> [About this task]:
Copy each line below in which the string "HashMap" appears.

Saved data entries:
^^^^^^^^^^^^^^^^

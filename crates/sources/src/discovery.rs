//! Discovery sources
//!
//! A discovery source tells a pollster which resources to poll. Built-in
//! types:
//!
//! - `local_node` - the host this engine runs on
//! - `static` - a fixed `resources` list from configuration
//!
//! # Example
//!
//! ```toml
//! [polling.discovery.fixed]
//! type = "static"
//! resources = ["node-1", "node-2"]
//! ```

use std::collections::HashMap;
use std::sync::Arc;

use async_trait::async_trait;
use tally_config::DiscoveryConfig;

use crate::{CollectionError, Result, SourceError};

/// Supplies resource identifiers to poll
#[async_trait]
pub trait Discovery: Send + Sync {
    async fn discover(&self) -> std::result::Result<Vec<String>, CollectionError>;
}

/// Factory trait for creating discovery sources
pub trait DiscoveryFactory: Send + Sync {
    /// # Errors
    /// Returns `SourceError::Config` if the type-specific options are invalid
    fn create(&self, config: &DiscoveryConfig) -> Result<Arc<dyn Discovery>>;

    /// Type name used in `[polling.discovery.<name>]`
    fn discovery_type(&self) -> &'static str;
}

/// Registry for discovery factories, keyed by type name
pub struct DiscoveryRegistry {
    factories: HashMap<&'static str, Box<dyn DiscoveryFactory>>,
}

impl DiscoveryRegistry {
    pub fn new() -> Self {
        Self {
            factories: HashMap::new(),
        }
    }

    /// # Panics
    /// Panics if the type is already registered.
    pub fn register<F: DiscoveryFactory + 'static>(&mut self, factory: F) {
        let name = factory.discovery_type();
        if self.factories.contains_key(name) {
            panic!("Discovery factory '{}' already registered", name);
        }
        self.factories.insert(name, Box::new(factory));
    }

    /// Returns `false` if the type is already registered
    pub fn try_register<F: DiscoveryFactory + 'static>(&mut self, factory: F) -> bool {
        let name = factory.discovery_type();
        if self.factories.contains_key(name) {
            return false;
        }
        self.factories.insert(name, Box::new(factory));
        true
    }

    /// # Errors
    /// - `SourceError::UnknownDiscovery` if no factory serves the type
    /// - whatever the factory reports for invalid options
    pub fn create(&self, config: &DiscoveryConfig) -> Result<Arc<dyn Discovery>> {
        let factory = self
            .factories
            .get(config.discovery_type.as_str())
            .ok_or_else(|| SourceError::UnknownDiscovery {
                name: config.discovery_type.clone(),
                available: self.available_types().join(", "),
            })?;
        factory.create(config)
    }

    /// Registered types, sorted
    pub fn available_types(&self) -> Vec<&'static str> {
        let mut types: Vec<&'static str> = self.factories.keys().copied().collect();
        types.sort_unstable();
        types
    }

    pub fn len(&self) -> usize {
        self.factories.len()
    }

    pub fn is_empty(&self) -> bool {
        self.factories.is_empty()
    }
}

impl Default for DiscoveryRegistry {
    fn default() -> Self {
        Self::new()
    }
}

/// Create a registry with `local_node` and `static` registered
pub fn default_discovery() -> DiscoveryRegistry {
    let mut registry = DiscoveryRegistry::new();
    registry.register(LocalNodeFactory);
    registry.register(StaticFactory);
    registry
}

/// Host name of this machine
///
/// Reads `/etc/hostname`, then `HOSTNAME`, falling back to `localhost`.
pub fn local_node_name() -> String {
    std::fs::read_to_string("/etc/hostname")
        .ok()
        .map(|s| s.trim().to_string())
        .filter(|s| !s.is_empty())
        .or_else(|| std::env::var("HOSTNAME").ok().filter(|s| !s.is_empty()))
        .unwrap_or_else(|| "localhost".to_string())
}

/// Discovers the local host
#[derive(Debug, Clone)]
pub struct LocalNodeDiscovery {
    node: String,
}

impl LocalNodeDiscovery {
    pub fn new() -> Self {
        Self {
            node: local_node_name(),
        }
    }
}

impl Default for LocalNodeDiscovery {
    fn default() -> Self {
        Self::new()
    }
}

#[async_trait]
impl Discovery for LocalNodeDiscovery {
    async fn discover(&self) -> std::result::Result<Vec<String>, CollectionError> {
        Ok(vec![self.node.clone()])
    }
}

pub struct LocalNodeFactory;

impl DiscoveryFactory for LocalNodeFactory {
    fn create(&self, _config: &DiscoveryConfig) -> Result<Arc<dyn Discovery>> {
        Ok(Arc::new(LocalNodeDiscovery::new()))
    }

    fn discovery_type(&self) -> &'static str {
        "local_node"
    }
}

/// Returns a configured list of resources
#[derive(Debug, Clone)]
pub struct StaticDiscovery {
    resources: Vec<String>,
}

impl StaticDiscovery {
    pub fn new(resources: Vec<String>) -> Self {
        Self { resources }
    }
}

#[async_trait]
impl Discovery for StaticDiscovery {
    async fn discover(&self) -> std::result::Result<Vec<String>, CollectionError> {
        Ok(self.resources.clone())
    }
}

pub struct StaticFactory;

impl DiscoveryFactory for StaticFactory {
    fn create(&self, config: &DiscoveryConfig) -> Result<Arc<dyn Discovery>> {
        let resources = config
            .get_string_array("resources")
            .ok_or_else(|| SourceError::config("static discovery requires a 'resources' list"))?;
        if resources.is_empty() {
            return Err(SourceError::config("static discovery 'resources' is empty"));
        }
        Ok(Arc::new(StaticDiscovery::new(resources)))
    }

    fn discovery_type(&self) -> &'static str {
        "static"
    }
}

^^^^^^^^^^^^^^^^

> [Your response]:
use std::collections::HashMap;
    factories: HashMap<&'static str, Box<dyn DiscoveryFactory>>,
            factories: HashMap::new(),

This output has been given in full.